Y todos nosotros, somos sus descendientes”.
Otra de las cosas curiosas respecto a la belleza es que, inevitablemente, tratamos de complacer a los que la poseen. En el siguiente experimento una persona se acercaba a una cabina telefónica y le preguntaba a quien estaba dentro, si por casualidad, no se había encontrado una moneda que se había dejado allí antes. Si la persona era guapa, ocho de cada diez personas se la devolvían, llegaban incluso a preguntarle su nombre con cierto nerviosismo y hasta conversaban por varios minutos.
Pero si la situación era distinta y la persona era poco atractiva, el porcentaje descendía a tres de cada diez. No había conversación, la persona no demostraba empatía y la frase repetida era: no, aquí no he visto nada.
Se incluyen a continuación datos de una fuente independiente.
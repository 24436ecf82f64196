use serde::{Deserialize, Serialize};

pub const LOW_RISK_CEILING: i32 = 30;
pub const MEDIUM_RISK_CEILING: i32 = 60;

/// Score shown on the demo dashboard alongside the mock metrics.
pub const MOCK_RISK_SCORE: i32 = 68;

#[derive(Debug, Clone, Copy, PartialEq, Eq, Hash, Serialize, Deserialize)]
#[serde(rename_all = "snake_case")]
pub enum RiskBand {
    Low,
    Medium,
    High,
}

impl RiskBand {
    pub const fn label(self) -> &'static str {
        match self {
            Self::Low => "Low Risk",
            Self::Medium => "Moderate Risk",
            Self::High => "Elevated Risk",
        }
    }
}

/// Exposure classification, independent of the compliance level.
#[derive(Debug, Clone, Copy, PartialEq, Eq, Serialize)]
pub struct RiskLevel {
    pub score: i32,
    pub level: RiskBand,
    pub label: &'static str,
}

impl RiskLevel {
    /// Open-ended comparisons: scores below 0 read as low, above 100 as high.
    pub const fn from_score(score: i32) -> Self {
        let level = if score <= LOW_RISK_CEILING {
            RiskBand::Low
        } else if score <= MEDIUM_RISK_CEILING {
            RiskBand::Medium
        } else {
            RiskBand::High
        };

        Self {
            score,
            level,
            label: level.label(),
        }
    }
}

#[cfg(test)]
mod tests {
    use super::*;

    #[test]
    fn thresholds_are_inclusive() {
        assert_eq!(RiskLevel::from_score(30).level, RiskBand::Low);
        assert_eq!(RiskLevel::from_score(31).level, RiskBand::Medium);
        assert_eq!(RiskLevel::from_score(60).level, RiskBand::Medium);
        assert_eq!(RiskLevel::from_score(61).level, RiskBand::High);
    }

    #[test]
    fn scores_outside_range_are_not_clamped() {
        let below = RiskLevel::from_score(-5);
        assert_eq!(below.level, RiskBand::Low);
        assert_eq!(below.score, -5);

        let above = RiskLevel::from_score(250);
        assert_eq!(above.level, RiskBand::High);
        assert_eq!(above.score, 250);
    }

    #[test]
    fn mock_score_reads_as_elevated() {
        let risk = RiskLevel::from_score(MOCK_RISK_SCORE);
        assert_eq!(risk.label, "Elevated Risk");
        assert_eq!(RiskLevel::from_score(45).label, "Moderate Risk");
        assert_eq!(RiskLevel::from_score(0).label, "Low Risk");
    }
}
Otro de los experimentos sociales más reveladores, situaba a una persona junto a su coche con la rueda pinchada, a la salida de un bar; si esta era atractiva, se paraban más personas dispuestas a echarle una mano. Intercambiaban ideas de cómo solucionar el problema, se preguntaban por sus oficios y la persona que prestaba ayuda llegaba a realizar todo el trabajo. Llegando a argumentar: Déjalo, no vayas a ensuciarte.
Sin distinción de género.
Sin embargo, si la persona era menos atractiva. En el mejor de los casos, solo dos personas preguntaron si necesitaba ayuda. La mayoría daban indicaciones desde la distancia y argumentaban, no poder entretenerse.
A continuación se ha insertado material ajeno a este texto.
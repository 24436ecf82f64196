use crate::config::TelemetryConfig;
use tracing_subscriber::filter::ParseError;
use tracing_subscriber::EnvFilter;

#[derive(Debug, thiserror::Error)]
pub enum TelemetryError {
    #[error("invalid log level/filter '{value}': unable to build EnvFilter")]
    EnvFilter {
        value: String,
        #[source]
        source: ParseError,
    },
    #[error("telemetry error: {0}")]
    Subscriber(#[source] Box<dyn std::error::Error + Send + Sync>),
}

/// Resolve the filter from `RUST_LOG`, falling back to the configured level.
pub fn env_filter(config: &TelemetryConfig) -> Result<EnvFilter, TelemetryError> {
    match EnvFilter::try_from_default_env() {
        Ok(filter) => Ok(filter),
        Err(_) => EnvFilter::try_new(&config.log_level).map_err(|source| {
            TelemetryError::EnvFilter {
                value: config.log_level.clone(),
                source,
            }
        }),
    }
}

/// Install the global subscriber. Logs go to stderr so chat transcripts
/// printed on stdout stay readable.
pub fn init(config: &TelemetryConfig) -> Result<(), TelemetryError> {
    tracing_subscriber::fmt()
        .with_env_filter(env_filter(config)?)
        .with_writer(std::io::stderr)
        .with_target(false)
        .compact()
        .with_ansi(config.ansi)
        .try_init()
        .map_err(TelemetryError::Subscriber)
}

#[cfg(test)]
mod tests {
    use super::*;

    #[test]
    fn rejects_malformed_level() {
        if std::env::var_os("RUST_LOG").is_some() {
            return;
        }
        let config = TelemetryConfig {
            log_level: "compliance_pilot=loud".to_string(),
            ansi: false,
        };
        match env_filter(&config) {
            Err(TelemetryError::EnvFilter { value, .. }) => {
                assert_eq!(value, "compliance_pilot=loud")
            }
            other => panic!("expected filter error, got {other:?}"),
        }
    }
}
use crate::cli::ServeArgs;
use crate::infra::{load_tables, AppState, InMemorySessionRepository};
use crate::routes::with_operational_routes;
use axum::Extension;
use axum_prometheus::PrometheusMetricLayer;
use compliance_pilot::assistant::AssistantService;
use compliance_pilot::config::AppConfig;
use compliance_pilot::error::AppError;
use compliance_pilot::telemetry;
use std::sync::atomic::{AtomicBool, Ordering};
use std::sync::Arc;
use tracing::info;

pub(crate) async fn run(mut args: ServeArgs) -> Result<(), AppError> {
    let mut config = AppConfig::load()?;

    if let Some(host) = args.host.take() {
        config.server.host = host;
    }
    if let Some(port) = args.port.take() {
        config.server.port = port;
    }

    telemetry::init(&config.telemetry)?;

    let (prometheus_layer, prometheus_handle) = PrometheusMetricLayer::pair();
    let readiness_flag = Arc::new(AtomicBool::new(false));
    let app_state = AppState {
        readiness: readiness_flag.clone(),
        metrics: Arc::new(prometheus_handle),
    };

    let (directory, responses) = load_tables(&config.tables)?;
    let repository = Arc::new(InMemorySessionRepository::with_capacity(
        config.server.max_sessions,
    ));
    let assistant = Arc::new(AssistantService::new(
        directory,
        responses,
        repository,
        config.assistant.clone(),
    ));

    let app = with_operational_routes(assistant)
        .layer(Extension(app_state))
        .layer(prometheus_layer);

    let addr = config.server.socket_addr()?;
    let listener = tokio::net::TcpListener::bind(addr).await?;
    readiness_flag.store(true, Ordering::Release);

    info!(
        ?config.environment,
        %addr,
        reply_delay_ms = config.assistant.reply_delay.as_millis() as u64,
        "compliance assistant ready"
    );

    axum::serve(listener, app).await?;
    Ok(())
}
La respuesta era: Si no puedes, llama a tu seguro.
Y no sólo funciona entre sexos distintos, sino que lo cierto es que somos, en términos generales, más proclives a ayudar a la gente atractiva de nuestro mismo sexo y, al mismo tiempo, tenemos tendencia a no pedirles ayuda. Es decir, que a los guapos tratamos de complacerlos, pero sin expectativas de una recompensa inmediata o de un gesto recíproco.
Es más, nos persuaden fácilmente con sus ideas y argumentos, les contamos secretos y les revelamos toda clase de información personal. Como si tuviéramos asumido que por ser bellos se merecen un mejor trato.
Con todo, hay que relativizar. A pesar de que durante mucho tiempo se ha asociado belleza con bondad, lo cierto es que la apariencia física poco nos dice de la inteligencia de una persona, de su compasión, de su empatía, de su sentido del humor, de su creatividad, de su honestidad. Debemos saber que sólo es una estrategia evolutiva que nos dice si esa persona que tenemos en frente es fértil y está sana. Y eso era importante en el pleistoceno, cuando sobrevivir era muy complicado, pero ahora ya no tiene demasiada utilidad. Y, sin embargo, guste o no, tenemos unos cerebros que no pueden evitar buscar, detectar y desear a las caras bonitas.